In Rhinehart v Legend 3D Canada (2019 ONSC 3296) Justice Sanfilippo was faced with a motion by the defendants to stay the action as the employment contract had an arbitration clause that said as follows:
All of us at Legend are very excited about you re-joining our team and look forward to a beneficial and fruitful relationship. However, should any dispute arise with respect to your employment or the termination of that employment, we both agree that such dispute shall be conclusively resolved by final, binding and confidential arbitration in accordance with the Voluntary Labor Arbitration Rules of the American Arbitration Association (AAA) in San Diego, rather than by a jury, court or administrative agency.”
This agreement was signed by the Plaintiff when he worked in California for the US parent. He was then moved to Ontario and employed by the Canadian subsidiary, but he never signed an agreement with the Canadian company.
The judge ruled on a number of issues:
- As there was no arbitration agreement between the Plaintiff and his Canadian employer, it was not applicable to his termination of employment from the Canadian company.
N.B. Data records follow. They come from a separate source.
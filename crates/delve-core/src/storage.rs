use std::collections::HashMap;
use std::path::{Path, PathBuf};

use anyhow::Context;
use async_trait::async_trait;
use chrono::Utc;
use serde::{Deserialize, Serialize};
use serde_json::Value;
use tokio::fs;
use tokio::sync::{Mutex, RwLock};

use delve_types::{Message, ProgressState, Session, Source, Step};

/// Persistence seam for sessions, messages, the step ledger and progress.
#[async_trait]
pub trait Store: Send + Sync {
    async fn get_session(&self, id: &str) -> anyhow::Result<Option<Session>>;
    /// Returns the existing session or inserts `Session::new(id, owner, title)`.
    async fn get_or_create_session(
        &self,
        id: &str,
        owner_id: &str,
        title: Option<&str>,
    ) -> anyhow::Result<Session>;
    /// Sessions of `owner_id`, most recently updated first.
    async fn list_sessions(&self, owner_id: &str) -> anyhow::Result<Vec<Session>>;
    async fn rename_session(&self, id: &str, title: &str) -> anyhow::Result<Option<Session>>;
    async fn delete_session(&self, id: &str) -> anyhow::Result<bool>;

    /// Sets `active_stream_id` only when it is currently unset.
    async fn claim_active_stream(&self, session_id: &str, stream_id: &str) -> anyhow::Result<bool>;
    /// Clears `active_stream_id` only when it still equals `stream_id`.
    async fn clear_active_stream_if(
        &self,
        session_id: &str,
        stream_id: &str,
    ) -> anyhow::Result<bool>;

    async fn append_message(&self, message: Message) -> anyhow::Result<()>;
    /// Removes a message with its steps, sources and progress.
    async fn delete_message(&self, message_id: &str) -> anyhow::Result<bool>;
    /// Messages of a session in creation order.
    async fn list_messages(&self, session_id: &str) -> anyhow::Result<Vec<Message>>;
    async fn update_message_content(&self, message_id: &str, content: &str) -> anyhow::Result<()>;
    async fn update_message_progress(&self, message_id: &str, progress: u8) -> anyhow::Result<()>;
    async fn mark_message_deep_search(&self, message_id: &str) -> anyhow::Result<()>;

    /// Returns false when a step with the same id was already recorded.
    async fn insert_step(&self, step: Step) -> anyhow::Result<bool>;
    /// Steps of a message ordered by dispatch order.
    async fn list_steps(&self, message_id: &str) -> anyhow::Result<Vec<Step>>;
    async fn insert_source(&self, message_id: &str, source: Source) -> anyhow::Result<bool>;
    async fn list_sources(&self, message_id: &str) -> anyhow::Result<Vec<Source>>;

    async fn save_progress(&self, message_id: &str, state: ProgressState) -> anyhow::Result<()>;
    async fn load_progress(&self, message_id: &str) -> anyhow::Result<Option<ProgressState>>;
}

/// On-disk shape of one session: the session row plus everything hanging off
/// its messages.
#[derive(Debug, Clone, Serialize, Deserialize)]
struct SessionFile {
    session: Session,
    #[serde(default)]
    messages: Vec<Message>,
    #[serde(default)]
    steps: HashMap<String, Vec<Step>>,
    #[serde(default)]
    sources: HashMap<String, Vec<Source>>,
    #[serde(default)]
    progress: HashMap<String, ProgressState>,
}

#[derive(Debug, Default)]
struct StoreState {
    sessions: HashMap<String, Session>,
    /// Messages per session, in creation order.
    messages: HashMap<String, Vec<Message>>,
    /// message id -> session id
    message_sessions: HashMap<String, String>,
    steps: HashMap<String, Vec<Step>>,
    sources: HashMap<String, Vec<Source>>,
    progress: HashMap<String, ProgressState>,
}

impl StoreState {
    fn insert_file(&mut self, file: SessionFile) {
        let session_id = file.session.id.clone();
        for message in &file.messages {
            self.message_sessions
                .insert(message.id.clone(), session_id.clone());
        }
        self.steps.extend(file.steps);
        self.sources.extend(file.sources);
        self.progress.extend(file.progress);
        self.messages.insert(session_id.clone(), file.messages);
        self.sessions.insert(session_id, file.session);
    }

    fn session_file(&self, session_id: &str) -> Option<SessionFile> {
        let session = self.sessions.get(session_id)?.clone();
        let messages = self.messages.get(session_id).cloned().unwrap_or_default();
        let mut steps = HashMap::new();
        let mut sources = HashMap::new();
        let mut progress = HashMap::new();
        for message in &messages {
            if let Some(found) = self.steps.get(&message.id) {
                steps.insert(message.id.clone(), found.clone());
            }
            if let Some(found) = self.sources.get(&message.id) {
                sources.insert(message.id.clone(), found.clone());
            }
            if let Some(found) = self.progress.get(&message.id) {
                progress.insert(message.id.clone(), *found);
            }
        }
        Some(SessionFile {
            session,
            messages,
            steps,
            sources,
            progress,
        })
    }

    fn message_mut(&mut self, message_id: &str) -> Option<&mut Message> {
        let session_id = self.message_sessions.get(message_id)?;
        self.messages
            .get_mut(session_id)?
            .iter_mut()
            .find(|m| m.id == message_id)
    }
}

/// JSON-file store with one file per session under `<base>/sessions`. A
/// mutation rewrites only the file of the session it touches.
pub struct FileStore {
    base: Option<PathBuf>,
    state: RwLock<StoreState>,
    write_lock: Mutex<()>,
}

const SESSIONS_DIR: &str = "sessions";

impl FileStore {
    pub async fn new(base: impl AsRef<Path>) -> anyhow::Result<Self> {
        let base = base.as_ref().to_path_buf();
        let sessions_dir = base.join(SESSIONS_DIR);
        fs::create_dir_all(&sessions_dir).await?;

        let mut state = StoreState::default();
        let mut entries = fs::read_dir(&sessions_dir).await?;
        while let Some(entry) = entries.next_entry().await? {
            let path = entry.path();
            if path.extension().and_then(|ext| ext.to_str()) != Some("json") {
                continue;
            }
            let raw = fs::read_to_string(&path).await?;
            let file = serde_json::from_str::<SessionFile>(&raw)
                .with_context(|| format!("parse {}", path.display()))?;
            state.insert_file(file);
        }
        tracing::debug!("loaded {} sessions from {}", state.sessions.len(), sessions_dir.display());

        Ok(Self {
            base: Some(base),
            state: RwLock::new(state),
            write_lock: Mutex::new(()),
        })
    }

    /// A store that never touches disk.
    pub fn ephemeral() -> Self {
        Self {
            base: None,
            state: RwLock::new(StoreState::default()),
            write_lock: Mutex::new(()),
        }
    }

    /// Rewrites the file of `session_id`, or removes it when the session is gone.
    async fn flush_session(&self, session_id: &str) -> anyhow::Result<()> {
        let Some(base) = &self.base else {
            return Ok(());
        };
        let _guard = self.write_lock.lock().await;
        let path = base.join(SESSIONS_DIR).join(session_file_name(session_id));
        let payload = {
            let state = self.state.read().await;
            match state.session_file(session_id) {
                Some(file) => Some(serde_json::to_string_pretty(&file)?),
                None => None,
            }
        };
        let Some(payload) = payload else {
            if path.exists() {
                fs::remove_file(&path).await?;
            }
            return Ok(());
        };
        let tmp = path.with_extension("json.tmp");
        fs::write(&tmp, payload).await?;
        fs::rename(&tmp, &path).await?;
        Ok(())
    }

    /// Flushes the session owning `message_id`. Records of messages no
    /// session knows about stay in memory.
    async fn flush_message(&self, message_id: &str) -> anyhow::Result<()> {
        let session_id = self
            .state
            .read()
            .await
            .message_sessions
            .get(message_id)
            .cloned();
        match session_id {
            Some(session_id) => self.flush_session(&session_id).await,
            None => {
                tracing::debug!(message_id = %message_id, "no session for message; not persisted");
                Ok(())
            }
        }
    }
}

/// Session ids are client supplied; anything outside `[A-Za-z0-9_-]` is hex encoded.
fn session_file_name(session_id: &str) -> String {
    let safe = !session_id.is_empty()
        && session_id
            .chars()
            .all(|c| c.is_ascii_alphanumeric() || c == '-' || c == '_');
    if safe {
        return format!("{session_id}.json");
    }
    let encoded = session_id
        .bytes()
        .map(|b| format!("{b:02x}"))
        .collect::<String>();
    format!("x{encoded}.json")
}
- It is for a Court, not the arbitrator, to determine the validity of the arbitration clause because the court shall only stay arbitration proceedings that flow from a valid arbitration agreement. (Heller v UBER Technologies 2019 ONCA 1, appeal pending to the SCC).
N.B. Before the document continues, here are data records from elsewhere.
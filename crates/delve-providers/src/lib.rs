use std::collections::HashMap;
use std::sync::Arc;
use std::pin::Pin;

use async_stream::try_stream;
use async_trait::async_trait;
use futures::{Stream, StreamExt};
use reqwest::Client;
use serde::{Deserialize, Serialize};
use serde_json::json;
use tokio_util::sync::CancellationToken;

use delve_types::{ModelInfo, ModelSpec, ProviderInfo};

pub mod scripted;

pub type ChunkStream = Pin<Box<dyn Stream<Item = anyhow::Result<StreamChunk>> + Send>>;

#[derive(Debug, Clone, Serialize, Deserialize, Default, PartialEq)]
pub struct ProviderConfig {
    pub api_key: Option<String>,
    pub url: Option<String>,
    pub default_model: Option<String>,
}

#[derive(Debug, Clone, Serialize, Deserialize, Default, PartialEq)]
pub struct ProvidersConfig {
    #[serde(default)]
    pub providers: HashMap<String, ProviderConfig>,
    pub default_provider: Option<String>,
}

#[derive(Debug, Clone, PartialEq, Eq)]
pub struct ChatMessage {
    pub role: String,
    pub content: String,
}

impl ChatMessage {
    pub fn new(role: impl Into<String>, content: impl Into<String>) -> Self {
        Self {
            role: role.into(),
            content: content.into(),
        }
    }

    pub fn system(content: impl Into<String>) -> Self {
        Self::new("system", content)
    }

    pub fn user(content: impl Into<String>) -> Self {
        Self::new("user", content)
    }

    pub fn assistant(content: impl Into<String>) -> Self {
        Self::new("assistant", content)
    }
}

#[derive(Debug, Clone)]
pub enum StreamChunk {
    TextDelta(String),
    ReasoningDelta(String),
    Done {
        finish_reason: String,
        usage: Option<TokenUsage>,
    },
}

#[derive(Debug, Clone, Serialize, Deserialize, Default)]
pub struct TokenUsage {
    pub prompt_tokens: u64,
    pub completion_tokens: u64,
    pub total_tokens: u64,
}

#[async_trait]
pub trait Provider: Send + Sync {
    fn info(&self) -> ProviderInfo;
    async fn complete(&self, prompt: &str, model_override: Option<&str>) -> anyhow::Result<String>;
    async fn stream(
        &self,
        messages: Vec<ChatMessage>,
        model_override: Option<&str>,
        _cancel: CancellationToken,
    ) -> anyhow::Result<ChunkStream> {
        let prompt = flatten_messages(&messages);
        let response = self.complete(&prompt, model_override).await?;
        let stream = futures::stream::iter(vec![
            Ok(StreamChunk::TextDelta(response)),
            Ok(StreamChunk::Done {
                finish_reason: "stop".to_string(),
                usage: None,
            }),
        ]);
        Ok(Box::pin(stream))
    }
}

pub fn flatten_messages(messages: &[ChatMessage]) -> String {
    messages
        .iter()
        .map(|m| format!("{}: {}", m.role, m.content))
        .collect::<Vec<_>>()
        .join("\n")
}
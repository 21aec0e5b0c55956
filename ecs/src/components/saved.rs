//! Backups attached by the save/restore helpers.

use skein_core::material::{Material, MaterialValue};
use skein_core::mesh::MeshResource;

/// Material list captured before a replacement.
///
/// Its presence marks the entity as "materials saved"; restoring removes it.
#[derive(Debug, Clone, PartialEq, Default)]
pub struct SavedMaterials {
    pub original_materials: Vec<Material>,
}

/// Mesh captured before an in-place mesh edit.
#[derive(Debug, Clone)]
pub struct SavedMeshResource {
    pub original_mesh: MeshResource,
}

/// Original value of one named shader-graph parameter.
#[derive(Debug, Clone, PartialEq)]
pub struct SavedMaterialParam {
    pub name: String,
    pub original_value: MaterialValue,
}

impl SavedMaterialParam {
    pub fn new(name: impl Into<String>, original_value: MaterialValue) -> Self {
        Self {
            name: name.into(),
            original_value,
        }
    }
}

crate::component::impl_component!(SavedMaterials, SavedMeshResource, SavedMaterialParam);
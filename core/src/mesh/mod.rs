//! Mesh resources, topology passes and generators.
//!
//! - [`MeshContents`] - Editable models, instances and skeletons
//! - [`MeshResource`] - Shared, validated mesh referenced by entities
//! - [`topology`] - Double-sided and outline passes over contents
//! - [`generators`] - Box, cone and sphere shapes

mod data;
mod error;
pub mod generators;
pub mod topology;

pub use data::{
    DEFAULT_INSTANCE_ID, DEFAULT_MODEL_ID, DEFAULT_PART_ID, JointInfluence, JointInfluences,
    MeshContents, MeshInstance, MeshModel, MeshPart, MeshResource, MeshSkeleton,
};
pub use error::{MeshError, MeshResult};
pub use topology::{
    DEFAULT_OCCLUDER_INSET_RATIO, OCCLUDER_SUFFIX, OTHER_SIDE_SUFFIX, OUTLINE_SUFFIX,
    OutlineParams,
};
- As the arbitration clause purports to cover all claims arising from employment, this offends the Employment Standards Act which provides for a complaint and enforcement process that cannot be contracted out of. (see Heller).
The action was therefore not stayed.
I find the third reason very interesting. The clause in question refers to purporting to oust the jurisdiction of any “administrative agency”.
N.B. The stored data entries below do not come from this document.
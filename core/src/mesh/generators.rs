//! Mesh generators for common shapes.
//!
//! Every generator returns [`MeshContents`] with a single part in model
//! `"model"` placed by instance `"main"`, material slot 0, counter-clockwise
//! winding when seen from outside.

use std::f32::consts::PI;

use crate::math::Vec3;

use super::data::{DEFAULT_PART_ID, MeshContents, MeshPart};

/// Generate an axis-aligned box centered at the origin with edge length `size`.
///
/// Each face has its own four vertices so normals stay flat.
pub fn generate_box(size: f32) -> MeshContents {
    let half = size * 0.5;
    // (normal, u, v) with u x v == normal
    let faces = [
        (Vec3::x(), Vec3::y(), Vec3::z()),
        (-Vec3::x(), Vec3::z(), Vec3::y()),
        (Vec3::y(), Vec3::z(), Vec3::x()),
        (-Vec3::y(), Vec3::x(), Vec3::z()),
        (Vec3::z(), Vec3::x(), Vec3::y()),
        (-Vec3::z(), Vec3::y(), Vec3::x()),
    ];

    let mut positions = Vec::with_capacity(24);
    let mut normals = Vec::with_capacity(24);
    let mut indices = Vec::with_capacity(36);

    for (normal, u, v) in faces {
        let base = positions.len() as u32;
        let center = normal * half;
        for (su, sv) in [(-1.0, -1.0), (1.0, -1.0), (1.0, 1.0), (-1.0, 1.0)] {
            positions.push(center + u * (su * half) + v * (sv * half));
            normals.push(normal);
        }
        indices.extend_from_slice(&[base, base + 1, base + 2, base + 2, base + 3, base]);
    }

    MeshContents::single_part(
        MeshPart::new(DEFAULT_PART_ID, 0)
            .with_positions(positions)
            .with_normals(normals)
            .with_triangle_indices(indices),
    )
}

/// Generate a cone standing on the XZ plane, centered at the origin.
///
/// The base sits at `y = -height / 2` and the apex at `y = height / 2`.
///
/// # Arguments
///
/// * `height` - Distance from base to apex
/// * `radius` - Base radius
/// * `segments` - Number of subdivisions around the axis (clamped to at least 3)
pub fn generate_cone(height: f32, radius: f32, segments: u32) -> MeshContents {
    let segments = segments.max(3);
    let half = height * 0.5;

    let mut positions = Vec::new();
    let mut normals = Vec::new();
    let mut indices = Vec::new();

    // side: one base vertex and one apex vertex per ring step
    for segment in 0..=segments {
        let phi = segment as f32 * 2.0 * PI / segments as f32;
        let (sin_phi, cos_phi) = phi.sin_cos();
        let normal = Vec3::new(cos_phi * height, radius, sin_phi * height).normalize();

        positions.push(Vec3::new(cos_phi * radius, -half, sin_phi * radius));
        normals.push(normal);
        positions.push(Vec3::new(0.0, half, 0.0));
        normals.push(normal);
    }
    for segment in 0..segments {
        let base = segment * 2;
        indices.extend_from_slice(&[base, base + 1, base + 2]);
    }

    // base cap
    let center = positions.len() as u32;
    positions.push(Vec3::new(0.0, -half, 0.0));
    normals.push(-Vec3::y());
    for segment in 0..=segments {
        let phi = segment as f32 * 2.0 * PI / segments as f32;
        let (sin_phi, cos_phi) = phi.sin_cos();
        positions.push(Vec3::new(cos_phi * radius, -half, sin_phi * radius));
        normals.push(-Vec3::y());
    }
    for segment in 0..segments {
        let ring = center + 1 + segment;
        indices.extend_from_slice(&[center, ring, ring + 1]);
    }

    MeshContents::single_part(
        MeshPart::new(DEFAULT_PART_ID, 0)
            .with_positions(positions)
            .with_normals(normals)
            .with_triangle_indices(indices),
    )
}

/// Generate a UV sphere.
///
/// # Arguments
///
/// * `radius` - Sphere radius
/// * `segments` - Number of longitudinal segments (around the equator)
/// * `rings` - Number of latitudinal rings (from pole to pole)
pub fn generate_sphere(radius: f32, segments: u32, rings: u32) -> MeshContents {
    let segments = segments.max(3);
    let rings = rings.max(2);

    let mut positions = Vec::new();
    let mut normals = Vec::new();
    let mut indices = Vec::new();

    for ring in 0..=rings {
        let theta = ring as f32 * PI / rings as f32;
        let (sin_theta, cos_theta) = theta.sin_cos();

        for segment in 0..=segments {
            let phi = segment as f32 * 2.0 * PI / segments as f32;
            let (sin_phi, cos_phi) = phi.sin_cos();

            let normal = Vec3::new(sin_theta * cos_phi, cos_theta, sin_theta * sin_phi);
            positions.push(normal * radius);
            normals.push(normal);
        }
    }

    for ring in 0..rings {
        for segment in 0..segments {
            let current = ring * (segments + 1) + segment;
            let next = current + segments + 1;

            indices.extend_from_slice(&[current, current + 1, next]);
            indices.extend_from_slice(&[current + 1, next + 1, next]);
        }
    }

    MeshContents::single_part(
        MeshPart::new(DEFAULT_PART_ID, 0)
            .with_positions(positions)
            .with_normals(normals)
            .with_triangle_indices(indices),
    )
}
The same logic would seem to apply to invalidate this type of clause in the following situations:
- A complaint under the Human Rights Code
- A complaint under the Labour Relations Act
- A complaint under the Occupational Health & Safety Act
All of these statutes have administrative complaint procedures that cannot be contracted out of, thus an arbitration clause that purports to deny access to these tribunals would be additional grounds for invalidating an arbitration clause.
Almost every arbitration clause in an employment contract that I have ever seen would seem to have this fatal defect. Does this mean that they are all null and void?
How does one avoid this issue?
I suppose one way would be to try to limit the arbitration clause only to those matters that would otherwise be determined by a court and not purport to cover those items covered by administrative tribunals or the types of statutes that I referred to above.